**** RECORDS ****

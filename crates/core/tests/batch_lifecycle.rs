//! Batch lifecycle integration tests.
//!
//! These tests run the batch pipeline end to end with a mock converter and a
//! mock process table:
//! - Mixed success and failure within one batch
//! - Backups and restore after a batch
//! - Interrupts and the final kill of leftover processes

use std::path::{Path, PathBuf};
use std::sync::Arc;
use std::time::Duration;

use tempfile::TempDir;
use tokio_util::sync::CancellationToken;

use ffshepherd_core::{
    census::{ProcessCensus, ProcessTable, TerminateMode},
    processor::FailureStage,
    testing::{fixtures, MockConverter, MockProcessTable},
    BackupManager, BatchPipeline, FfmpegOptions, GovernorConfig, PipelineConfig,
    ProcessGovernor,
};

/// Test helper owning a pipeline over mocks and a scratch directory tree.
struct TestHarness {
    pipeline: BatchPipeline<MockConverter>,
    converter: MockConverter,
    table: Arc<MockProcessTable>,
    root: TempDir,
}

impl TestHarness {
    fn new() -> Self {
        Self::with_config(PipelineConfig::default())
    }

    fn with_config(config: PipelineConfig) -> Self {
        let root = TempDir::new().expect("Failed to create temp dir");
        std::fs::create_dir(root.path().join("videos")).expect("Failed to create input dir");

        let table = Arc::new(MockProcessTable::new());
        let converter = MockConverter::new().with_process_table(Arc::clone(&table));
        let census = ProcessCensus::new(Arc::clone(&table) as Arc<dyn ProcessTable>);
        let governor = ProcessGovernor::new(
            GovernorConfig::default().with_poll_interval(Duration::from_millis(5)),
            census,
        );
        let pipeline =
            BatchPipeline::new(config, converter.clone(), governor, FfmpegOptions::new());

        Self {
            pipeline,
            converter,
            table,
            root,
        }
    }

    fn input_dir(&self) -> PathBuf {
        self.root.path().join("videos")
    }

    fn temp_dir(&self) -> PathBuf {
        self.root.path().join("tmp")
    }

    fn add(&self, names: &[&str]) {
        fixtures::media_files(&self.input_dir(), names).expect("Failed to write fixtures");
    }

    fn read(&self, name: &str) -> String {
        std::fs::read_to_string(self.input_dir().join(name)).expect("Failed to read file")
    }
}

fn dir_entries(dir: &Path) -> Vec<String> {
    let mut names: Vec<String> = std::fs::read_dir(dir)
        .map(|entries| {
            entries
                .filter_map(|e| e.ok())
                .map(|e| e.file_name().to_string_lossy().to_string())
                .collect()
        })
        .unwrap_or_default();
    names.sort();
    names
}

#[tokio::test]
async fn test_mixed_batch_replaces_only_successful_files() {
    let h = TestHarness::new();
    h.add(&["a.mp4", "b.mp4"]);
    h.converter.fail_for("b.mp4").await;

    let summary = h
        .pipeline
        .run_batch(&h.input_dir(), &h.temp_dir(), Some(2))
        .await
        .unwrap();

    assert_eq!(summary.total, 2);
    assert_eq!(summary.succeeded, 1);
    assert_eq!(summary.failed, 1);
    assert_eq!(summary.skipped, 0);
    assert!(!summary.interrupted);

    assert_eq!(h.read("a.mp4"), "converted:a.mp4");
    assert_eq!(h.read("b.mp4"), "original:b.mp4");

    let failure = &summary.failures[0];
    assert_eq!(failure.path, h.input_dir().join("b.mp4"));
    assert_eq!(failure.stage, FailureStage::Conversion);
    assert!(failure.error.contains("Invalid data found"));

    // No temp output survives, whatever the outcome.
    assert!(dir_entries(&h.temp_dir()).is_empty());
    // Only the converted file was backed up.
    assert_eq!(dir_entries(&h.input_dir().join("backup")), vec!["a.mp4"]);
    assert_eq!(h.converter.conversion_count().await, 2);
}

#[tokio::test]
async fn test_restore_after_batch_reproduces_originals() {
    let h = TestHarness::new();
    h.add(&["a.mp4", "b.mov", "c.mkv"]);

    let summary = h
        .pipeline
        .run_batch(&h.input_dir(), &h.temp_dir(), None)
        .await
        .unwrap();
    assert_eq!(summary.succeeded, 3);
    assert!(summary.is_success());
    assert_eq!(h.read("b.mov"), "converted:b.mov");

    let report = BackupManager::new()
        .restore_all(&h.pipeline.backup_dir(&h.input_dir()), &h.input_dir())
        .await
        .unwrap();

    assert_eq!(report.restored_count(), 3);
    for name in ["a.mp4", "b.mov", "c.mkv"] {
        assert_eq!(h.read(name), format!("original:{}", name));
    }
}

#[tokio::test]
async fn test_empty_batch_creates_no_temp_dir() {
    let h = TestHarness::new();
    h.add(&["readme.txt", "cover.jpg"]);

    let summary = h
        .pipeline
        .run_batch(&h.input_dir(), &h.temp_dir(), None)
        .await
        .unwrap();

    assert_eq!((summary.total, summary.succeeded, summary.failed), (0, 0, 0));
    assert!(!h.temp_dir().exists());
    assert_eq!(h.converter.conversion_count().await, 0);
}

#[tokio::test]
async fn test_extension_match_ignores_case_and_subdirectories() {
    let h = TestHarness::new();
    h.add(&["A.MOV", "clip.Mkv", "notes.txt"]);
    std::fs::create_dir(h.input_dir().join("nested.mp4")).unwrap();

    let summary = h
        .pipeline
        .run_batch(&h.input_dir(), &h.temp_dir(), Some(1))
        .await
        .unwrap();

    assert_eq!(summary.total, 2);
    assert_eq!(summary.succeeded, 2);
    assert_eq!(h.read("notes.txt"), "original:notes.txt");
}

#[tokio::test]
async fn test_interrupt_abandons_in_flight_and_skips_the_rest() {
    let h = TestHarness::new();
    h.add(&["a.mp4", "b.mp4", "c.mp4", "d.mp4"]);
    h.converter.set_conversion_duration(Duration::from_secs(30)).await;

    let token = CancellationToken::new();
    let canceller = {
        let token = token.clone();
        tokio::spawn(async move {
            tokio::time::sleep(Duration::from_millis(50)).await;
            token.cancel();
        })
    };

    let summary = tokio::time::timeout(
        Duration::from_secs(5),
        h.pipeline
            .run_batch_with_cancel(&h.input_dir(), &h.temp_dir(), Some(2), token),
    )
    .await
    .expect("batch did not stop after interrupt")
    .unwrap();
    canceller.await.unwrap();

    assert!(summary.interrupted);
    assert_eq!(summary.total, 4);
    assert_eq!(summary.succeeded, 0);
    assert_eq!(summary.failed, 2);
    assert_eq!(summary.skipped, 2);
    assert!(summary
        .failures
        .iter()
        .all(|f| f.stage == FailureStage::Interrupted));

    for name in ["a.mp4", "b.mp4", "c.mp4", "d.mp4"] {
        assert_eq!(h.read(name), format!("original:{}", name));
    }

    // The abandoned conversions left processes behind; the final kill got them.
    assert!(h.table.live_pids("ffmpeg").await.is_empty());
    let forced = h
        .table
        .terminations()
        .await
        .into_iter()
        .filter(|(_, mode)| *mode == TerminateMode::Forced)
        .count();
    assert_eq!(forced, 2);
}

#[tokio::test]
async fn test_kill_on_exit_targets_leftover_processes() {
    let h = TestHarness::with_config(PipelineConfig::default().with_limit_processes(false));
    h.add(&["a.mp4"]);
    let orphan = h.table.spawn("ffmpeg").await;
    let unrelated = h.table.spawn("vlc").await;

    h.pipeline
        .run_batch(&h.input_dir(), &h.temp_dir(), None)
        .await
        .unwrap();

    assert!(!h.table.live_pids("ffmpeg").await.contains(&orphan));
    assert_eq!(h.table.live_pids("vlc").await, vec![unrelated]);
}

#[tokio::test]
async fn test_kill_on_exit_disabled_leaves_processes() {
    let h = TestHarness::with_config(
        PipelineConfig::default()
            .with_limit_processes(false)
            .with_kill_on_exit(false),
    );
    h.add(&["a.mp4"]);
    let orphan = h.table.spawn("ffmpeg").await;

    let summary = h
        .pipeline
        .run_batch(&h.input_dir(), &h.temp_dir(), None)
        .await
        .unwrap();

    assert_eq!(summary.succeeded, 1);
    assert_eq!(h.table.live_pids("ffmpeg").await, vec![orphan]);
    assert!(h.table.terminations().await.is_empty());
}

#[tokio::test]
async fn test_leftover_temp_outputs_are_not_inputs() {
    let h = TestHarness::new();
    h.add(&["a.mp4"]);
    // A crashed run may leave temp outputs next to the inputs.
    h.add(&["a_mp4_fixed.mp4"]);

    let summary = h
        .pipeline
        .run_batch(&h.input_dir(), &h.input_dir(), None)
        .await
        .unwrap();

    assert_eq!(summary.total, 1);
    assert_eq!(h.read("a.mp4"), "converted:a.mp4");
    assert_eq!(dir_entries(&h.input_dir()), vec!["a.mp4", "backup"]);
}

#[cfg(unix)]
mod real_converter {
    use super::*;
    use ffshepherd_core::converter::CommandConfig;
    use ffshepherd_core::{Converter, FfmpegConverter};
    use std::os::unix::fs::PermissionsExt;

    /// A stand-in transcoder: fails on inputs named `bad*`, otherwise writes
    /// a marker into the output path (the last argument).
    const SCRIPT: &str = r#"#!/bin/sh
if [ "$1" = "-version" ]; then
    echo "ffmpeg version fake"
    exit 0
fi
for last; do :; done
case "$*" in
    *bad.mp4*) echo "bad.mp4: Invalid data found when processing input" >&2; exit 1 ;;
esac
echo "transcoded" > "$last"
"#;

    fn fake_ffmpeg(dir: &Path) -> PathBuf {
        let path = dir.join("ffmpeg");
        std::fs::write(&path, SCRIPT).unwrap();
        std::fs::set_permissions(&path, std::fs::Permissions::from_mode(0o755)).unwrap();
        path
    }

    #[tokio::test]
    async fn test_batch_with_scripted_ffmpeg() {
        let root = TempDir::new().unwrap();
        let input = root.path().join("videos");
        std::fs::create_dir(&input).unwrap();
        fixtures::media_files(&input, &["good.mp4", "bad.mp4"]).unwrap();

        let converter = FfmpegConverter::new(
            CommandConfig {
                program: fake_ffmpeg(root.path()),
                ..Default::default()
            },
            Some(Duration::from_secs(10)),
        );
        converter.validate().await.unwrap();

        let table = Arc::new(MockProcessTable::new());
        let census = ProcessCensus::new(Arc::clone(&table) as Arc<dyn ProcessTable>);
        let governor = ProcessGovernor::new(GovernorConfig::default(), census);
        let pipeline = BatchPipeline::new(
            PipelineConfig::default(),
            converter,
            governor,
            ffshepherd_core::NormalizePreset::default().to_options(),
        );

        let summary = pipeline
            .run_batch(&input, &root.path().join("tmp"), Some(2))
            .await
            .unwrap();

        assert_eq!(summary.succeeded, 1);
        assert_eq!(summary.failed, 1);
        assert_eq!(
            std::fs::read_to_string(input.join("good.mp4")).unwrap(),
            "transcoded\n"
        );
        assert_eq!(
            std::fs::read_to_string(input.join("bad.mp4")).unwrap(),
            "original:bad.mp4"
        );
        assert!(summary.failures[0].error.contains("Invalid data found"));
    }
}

****

PROBLEM TO SOLVE
For every line of the records that includes the string "false", add one to a tally; the answer is that tally alone.

EXERCISE RESULT
3